Article 9   Liability

  1. If Hamat B.V. should be liable, such liability shall be limited to the provisions of this article.
  2. Hamat B.V. shall not be liable for any damage, of whatever nature, which arises due to Hamat B.V.’s having used incorrect or incomplete information provided by the other party.
  3. If Hamat B.V. should be liable for any damage, its liability shall be limited to the invoice value of the order, or rather, to the component of the order to which the liability claim pertains.
  4. Hamat B.V. shall only be liable for direct damage. Direct damage shall be construed to mean the reasonable costs incurred by the other party to determine the cause and severity of the damage, insofar as determining such bears a relevance to damage within the meaning of these General Terms and Conditions, as well as any reasonable costs incurred by the other party to make Hamat B.V.’s faulty performance answer to the agreement, insofar as these costs can be attributed to Hamat B.V., and any reasonable costs incurred by the other party to prevent or limit the damage, insofar as the other party can demonstrate that these costs helped it reduce the level of direct damage within the meaning of these General Terms and Conditions.
  5. Hamat B.V. shall never be liable for indirect damage, including consequential loss, loss of earnings, missed opportunities to save money and damage caused by interruptions of operations.
  6. Hamat B.V. shall never be liable for damage to items entrusted to Hamat B.V. for the sake of storage, processing or any other reason.
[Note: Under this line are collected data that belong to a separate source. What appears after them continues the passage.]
//! Query text to [`QuerySpecification`].
//!
//! Parsing is delegated to sqlparser with the generic dialect; the
//! resulting statement is then narrowed to the supported subset. Anything
//! outside it is rejected here, so the translator only ever sees trees it
//! can handle.

use sqlparser::ast::{
    self as sql, BinaryOperator as SqlBinaryOp, Expr as SqlExpr, UnaryOperator as SqlUnaryOp,
    Value as SqlValue,
};
use sqlparser::dialect::GenericDialect;
use sqlparser::parser::Parser;

use super::ast::*;
use super::error::{TranslationError, TranslationResult};

fn unsupported(what: impl ToString) -> TranslationError {
    TranslationError::Unsupported(what.to_string())
}

/// Parse a single SELECT statement.
///
/// # Examples
///
/// ```
/// use quarry::query::parse_query;
///
/// let query = parse_query("select score from syn123 where score > 0.5").unwrap();
/// assert_eq!(query.to_string(), "SELECT score FROM syn123 WHERE score > 0.5");
/// ```
pub fn parse_query(text: &str) -> TranslationResult<QuerySpecification> {
    let dialect = GenericDialect {};
    let statements =
        Parser::parse_sql(&dialect, text).map_err(|e| TranslationError::Parse(e.to_string()))?;

    let [statement] = statements.as_slice() else {
        return Err(TranslationError::Parse(
            "expected exactly one statement".to_string(),
        ));
    };
    match statement {
        sql::Statement::Query(query) => convert_query(query),
        other => Err(unsupported(format!("statement: {}", other))),
    }
}

fn convert_query(query: &sql::Query) -> TranslationResult<QuerySpecification> {
    if query.with.is_some() {
        return Err(unsupported("WITH"));
    }
    if query.fetch.is_some() || !query.limit_by.is_empty() || !query.locks.is_empty() {
        return Err(unsupported(query));
    }
    let select = match query.body.as_ref() {
        sql::SetExpr::Select(select) => select,
        sql::SetExpr::SetOperation { .. } => return Err(unsupported("UNION")),
        other => return Err(unsupported(other)),
    };
    if select.top.is_some() || select.into.is_some() || select.qualify.is_some() {
        return Err(unsupported(select));
    }

    let distinct = match &select.distinct {
        None => false,
        Some(sql::Distinct::Distinct) => true,
        Some(other) => return Err(unsupported(other)),
    };

    let select_list = convert_select_list(&select.projection)?;
    let from = convert_from(&select.from)?;
    let where_clause = select.selection.as_ref().map(convert_condition).transpose()?;

    let group_by = match &select.group_by {
        sql::GroupByExpr::Expressions(exprs, modifiers) if modifiers.is_empty() => exprs
            .iter()
            .map(convert_column)
            .collect::<TranslationResult<Vec<_>>>()?,
        other => return Err(unsupported(other)),
    };
    let having = select.having.as_ref().map(convert_condition).transpose()?;

    let order_by = match &query.order_by {
        None => Vec::new(),
        Some(order_by) => order_by
            .exprs
            .iter()
            .map(convert_sort)
            .collect::<TranslationResult<Vec<_>>>()?,
    };

    let limit = query.limit.as_ref().map(convert_count).transpose()?;
    let offset = query
        .offset
        .as_ref()
        .map(|o| convert_count(&o.value))
        .transpose()?;
    let pagination = match (limit, offset) {
        (Some(limit), offset) => Some(Pagination { limit, offset }),
        (None, None) => None,
        (None, Some(_)) => return Err(unsupported("OFFSET without LIMIT")),
    };

    Ok(QuerySpecification {
        distinct,
        select_list,
        from,
        where_clause,
        group_by,
        having,
        order_by,
        pagination,
    })
}

fn convert_select_list(items: &[sql::SelectItem]) -> TranslationResult<SelectList> {
    if let [sql::SelectItem::Wildcard(_)] = items {
        return Ok(SelectList::Asterisk);
    }
    let columns = items
        .iter()
        .map(|item| match item {
            sql::SelectItem::UnnamedExpr(expr) => Ok(DerivedColumn::new(convert_value(expr)?)),
            sql::SelectItem::ExprWithAlias { expr, alias } => Ok(DerivedColumn {
                expr: convert_value(expr)?,
                alias: Some(alias.value.clone()),
            }),
            other => Err(unsupported(other)),
        })
        .collect::<TranslationResult<Vec<_>>>()?;
    Ok(SelectList::Columns(columns))
}

fn convert_from(from: &[sql::TableWithJoins]) -> TranslationResult<FromClause> {
    let [table] = from else {
        return Err(unsupported("FROM must name exactly one table expression"));
    };
    let joins = table
        .joins
        .iter()
        .map(|join| {
            let (kind, constraint) = match &join.join_operator {
                sql::JoinOperator::Inner(c) => (JoinKind::Inner, c),
                sql::JoinOperator::LeftOuter(c) => (JoinKind::LeftOuter, c),
                sql::JoinOperator::RightOuter(c) => (JoinKind::RightOuter, c),
                _ => return Err(unsupported("join type")),
            };
            let on = match constraint {
                sql::JoinConstraint::On(expr) => convert_condition(expr)?,
                _ => return Err(unsupported("join without ON")),
            };
            Ok(Join {
                kind,
                table: convert_table(&join.relation)?,
                on,
            })
        })
        .collect::<TranslationResult<Vec<_>>>()?;
    Ok(FromClause {
        table: convert_table(&table.relation)?,
        joins,
    })
}

fn convert_table(factor: &sql::TableFactor) -> TranslationResult<TableReference> {
    match factor {
        sql::TableFactor::Table { name, alias, .. } => {
            let parts: Vec<&str> = name.0.iter().map(|i| i.value.as_str()).collect();
            Ok(TableReference {
                name: parts.join("."),
                alias: alias.as_ref().map(|a| a.name.value.clone()),
            })
        }
        other => Err(unsupported(other)),
    }
}

fn convert_column(expr: &SqlExpr) -> TranslationResult<ColumnReference> {
    match expr {
        SqlExpr::Identifier(ident) => Ok(ColumnReference {
            qualifier: None,
            name: ident.value.clone(),
            quoted: ident.quote_style.is_some(),
        }),
        SqlExpr::CompoundIdentifier(idents) => match idents.as_slice() {
            [qualifier, column] => Ok(ColumnReference {
                qualifier: Some(qualifier.value.clone()),
                name: column.value.clone(),
                quoted: column.quote_style.is_some(),
            }),
            _ => Err(unsupported(expr)),
        },
        SqlExpr::Nested(inner) => convert_column(inner),
        other => Err(unsupported(format!("expected a column reference: {}", other))),
    }
}

fn convert_sort(item: &sql::OrderByExpr) -> TranslationResult<SortSpecification> {
    if item.nulls_first.is_some() {
        return Err(unsupported("NULLS FIRST/LAST"));
    }
    Ok(SortSpecification {
        column: convert_column(&item.expr)?,
        direction: item.asc.map(|asc| {
            if asc {
                SortDirection::Asc
            } else {
                SortDirection::Desc
            }
        }),
    })
}

fn convert_count(expr: &SqlExpr) -> TranslationResult<i64> {
    match expr {
        SqlExpr::Value(SqlValue::Number(n, _)) => n
            .parse::<i64>()
            .map_err(|_| unsupported(format!("pagination value {}", n))),
        other => Err(unsupported(format!("pagination value {}", other))),
    }
}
The other party hereby commits to insuring the items it entrusts to Hamat B.V. against fire, damage due to explosions and/or water, and theft.
  7. The other party hereby indemnifies Hamat B.V. from claims by any third parties who have suffered damage in relation to the execution of the agreement and whose damage can be attributed to a third party rather than to Hamat B.V.
  8. The limitations of liability outlined in this article shall not apply in the event that the damage can be attributed to wilful misconduct or gross negligence on Hamat B.V.’s part or on the part of its managers.

 

Article 10   Intellectual property

Hamat B.V. reserves the rights and competencies to which it is entitled under intellectual property legislation. Hamat B.V. is entitled to utilise the knowledge it has gained as a result of executing an agreement for other purposes, as well, insofar as no strictly confidential information obtained from the other party will be placed at any third parties’ disposal.

 

Article 11   Governing law and jurisdiction

  1. All legal relationships to which Hamat B.V. is a party are exclusively governed by the laws of the Netherlands, even in the event that an agreement is executed in part or in full outside the Netherlands or that the other party which is a party to the legal relationship has domicile in a foreign country. The applicability of the Vienna Convention is hereby expressly precluded.
  2. Any disputes which may arise from a legal relationship to which the present Terms and Conditions apply in full or in part shall be settled by the competent judge in the Netherlands.